Spears of red-yellow fire punched up through the roof. The
windows coughed into a thousand glimmering diamonds. Rafters spun high into the
air, burning as they fell. The walls pushed out then fell, taking the roof with
it, until the entire driveway and the woods beyond were burning. The female
soldier fell to her knees and seemed to be wailing. She stayed that way for a
moment before the Sweeper lifted her up, throwing an arm around her shoulders
and whispering in her ear.
The Pilot swallowed, looked down, and prepared the engine
for take off.
When he looked up again the third man was pointing a rifle at
his face.
*
They stood under the hot summer sun, dressed in cotton. They
held each other close, nuzzling when the spirit took them and looking off into
the hills.
“How could this be?” Stella whispered. “I still can’t
believe it.”
“It was the Angel.” Oganheimer had taken to calling Hendrix
by this name. “I want to be sad … to have lost such a miracle.” He looked down
at her, his new young body tight and firm against her. “But then I remember how
you looked there on the ground. Thin. Bleeding. I remember feeling my entire
world collapse. I couldn’t bear to live without you. What is a cure without one
to save?”
She kissed his neck. The breasts of the soldier had been
much bigger than hers. She didn’t like them on her body, preferred the lithe
frame with which she’d dashed across these hills as a youth. But she supposed
it was a small price to pay. “We are lucky.”
“Lucky?” Oganheimer flexed for her, the Sweeper’s arms
defined and bulging. “I could sweep you in my arms and run a mile.”

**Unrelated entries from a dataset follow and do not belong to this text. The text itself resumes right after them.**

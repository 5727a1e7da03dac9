// SPDX-FileCopyrightText: 2026 Zoe Contributors
// SPDX-License-Identifier: MIT OR Apache-2.0

//! Timer store operations.
//!
//! Timers are never deleted here. The only transitions are
//! pending -> completed (by [`claim_expired`]) and pending -> cancelled.

use chrono::{DateTime, Duration, SubsecRound, Utc};
use rusqlite::{OptionalExtension, Row, params};

use zoe_core::types::{format_timestamp, parse_timestamp};
use zoe_core::{NewTimer, Timer, ZoeError};

use crate::database::{Database, map_tr_err};

const TIMER_COLUMNS: &str = "id, user_id, label, duration_seconds, created_at, expires_at,
     completed, cancelled, source_device_id, source_session_id, source_room";

pub(crate) fn timestamp_column(row: &Row<'_>, idx: usize) -> rusqlite::Result<DateTime<Utc>> {
    let raw: String = row.get(idx)?;
    parse_timestamp(&raw).map_err(|e| {
        rusqlite::Error::FromSqlConversionFailure(idx, rusqlite::types::Type::Text, Box::new(e))
    })
}

fn timer_from_row(row: &Row<'_>) -> rusqlite::Result<Timer> {
    Ok(Timer {
        id: row.get(0)?,
        user_id: row.get(1)?,
        label: row.get(2)?,
        duration_seconds: row.get(3)?,
        created_at: timestamp_column(row, 4)?,
        expires_at: timestamp_column(row, 5)?,
        completed: row.get(6)?,
        cancelled: row.get(7)?,
        source_device_id: row.get(8)?,
        source_session_id: row.get(9)?,
        source_room: row.get(10)?,
    })
}

/// Insert a pending timer that expires `duration_seconds` after `now`.
///
/// `now` is truncated to the stored millisecond precision so the returned
/// timer equals what a later read produces.
pub async fn create_timer(
    db: &Database,
    new: NewTimer,
    now: DateTime<Utc>,
) -> Result<Timer, ZoeError> {
    let now = now.trunc_subsecs(3);
    let expires_at = Duration::try_seconds(new.duration_seconds)
        .and_then(|d| now.checked_add_signed(d))
        .ok_or_else(|| {
            ZoeError::Internal(format!(
                "timer duration out of range: {}s",
                new.duration_seconds
            ))
        })?;
    let timer = Timer {
        id: uuid::Uuid::new_v4().to_string(),
        user_id: new.user_id,
        label: new.label,
        duration_seconds: new.duration_seconds,
        created_at: now,
        expires_at,
        completed: false,
        cancelled: false,
        source_device_id: new.source_device_id,
        source_session_id: new.source_session_id,
        source_room: new.source_room,
    };

    let row = timer.clone();
    db.connection()
        .call(move |conn| {
            conn.execute(
                "INSERT INTO timers (id, user_id, label, duration_seconds, created_at, expires_at,
                                     completed, cancelled, source_device_id, source_session_id,
                                     source_room)
                 VALUES (?1, ?2, ?3, ?4, ?5, ?6, 0, 0, ?7, ?8, ?9)",
                params![
                    row.id,
                    row.user_id,
                    row.label,
                    row.duration_seconds,
                    format_timestamp(row.created_at),
                    format_timestamp(row.expires_at),
                    row.source_device_id,
                    row.source_session_id,
                    row.source_room,
                ],
            )?;
            Ok(())
        })
        .await
        .map_err(map_tr_err)?;

    Ok(timer)
}

/// Fetch one timer by id.
pub async fn get_timer(db: &Database, id: &str) -> Result<Option<Timer>, ZoeError> {
    let id = id.to_string();
    db.connection()
        .call(move |conn| {
            conn.query_row(
                &format!("SELECT {TIMER_COLUMNS} FROM timers WHERE id = ?1"),
                params![id],
                timer_from_row,
            )
            .optional()
        })
        .await
        .map_err(map_tr_err)
}

/// Atomically claim every expired, unprocessed timer.
///
/// Selection and the `completed = 1` update share one transaction, and the
/// update is guarded by `completed = 0`, so a claimed timer is never returned
/// again. Rows come back in expiry order with `completed` already set.
pub async fn claim_expired(db: &Database, now: DateTime<Utc>) -> Result<Vec<Timer>, ZoeError> {
    let now = format_timestamp(now);
    db.connection()
        .call(move |conn| {
            let tx = conn.transaction()?;

            let expired = {
                let mut stmt = tx.prepare(&format!(
                    "SELECT {TIMER_COLUMNS} FROM timers
                     WHERE completed = 0 AND cancelled = 0 AND expires_at <= ?1
                     ORDER BY expires_at ASC, id ASC"
                ))?;
                let rows = stmt.query_map(params![now], timer_from_row)?;
                rows.collect::<Result<Vec<_>, _>>()?
            };

            let mut claimed = Vec::with_capacity(expired.len());
            for timer in expired {
                let updated = tx.execute(
                    "UPDATE timers SET completed = 1 WHERE id = ?1 AND completed = 0",
                    params![timer.id],
                )?;
                if updated == 1 {
                    claimed.push(Timer {
                        completed: true,
                        ..timer
                    });
                }
            }

            tx.commit()?;
            Ok(claimed)
        })
        .await
        .map_err(map_tr_err)
}

/// Pending timers for a user, soonest first.
pub async fn active_timers(
    db: &Database,
    user_id: &str,
    now: DateTime<Utc>,
) -> Result<Vec<Timer>, ZoeError> {
    let user_id = user_id.to_string();
    let now = format_timestamp(now);
    db.connection()
        .call(move |conn| {
            let mut stmt = conn.prepare(&format!(
                "SELECT {TIMER_COLUMNS} FROM timers
                 WHERE user_id = ?1 AND completed = 0 AND cancelled = 0 AND expires_at > ?2
                 ORDER BY expires_at ASC"
            ))?;
            let rows = stmt.query_map(params![user_id, now], timer_from_row)?;
            rows.collect::<Result<Vec<_>, _>>()
        })
        .await
        .map_err(map_tr_err)
}

/// Cancel a user's pending timer.
///
/// Returns `false` when the timer does not exist, belongs to someone else or
/// is already terminal.
pub async fn cancel_timer(db: &Database, user_id: &str, id: &str) -> Result<bool, ZoeError> {
    let user_id = user_id.to_string();
    let id = id.to_string();
    db.connection()
        .call(move |conn| {
            let updated = conn.execute(
                "UPDATE timers SET cancelled = 1
                 WHERE id = ?1 AND user_id = ?2 AND completed = 0 AND cancelled = 0",
                params![id, user_id],
            )?;
            Ok(updated == 1)
        })
        .await
        .map_err(map_tr_err)
}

“So why don’t you?” she teased, and laughed loudly when he
did, throwing her over his shoulder and galloping up the dirt road with the
vines of orchards whipping at their sides.
At a small rise he stopped, sweating and covered in a fine
sheen of dust. He kissed her, long and sweet, knowing it could be their last,
that the strange machine The Angel had used on them as they lay dying upon his
laboratory floor could have a fluke or miscalculation. He had told them as
much.
“Enjoy it while you can, doctor. Life is too short for
weeping.”
Oganheimer could still envision it, the twin crowns of pale
alloy fused with braided wires, the way the cold hot spikes had lanced his
brain when first Hendrix had set it upon his brow. “This will hurt, I’m sure.
Be brave.”
And then the current, ripping him up from himself,
flattening him until his senses were ground into a single thread, winding up
and out into a chewing blackness. He heard the screams of the other man they’d
called The Sweeper, images of war and death, and then he saw the darkness, passing him as the hazing snow
sometimes passed beyond his window, until he was looking at his former self
from across the room, his old dying body wearing the pale crown, and the new
man watching him through its eyes.
Oganheimer kissed his wife, and drew her into the orchard.
“You are my world. Without you, I am nothing.”
They made love upon the hill, with grass pressed between
their young, firm bodies and a Tuscan sun burning high and hot in the sky.
Lying naked, with Stella asleep against his chest, Oganheimer thought about The
Angel, about his sad, drawn face, and wondered why the man had looked so sad.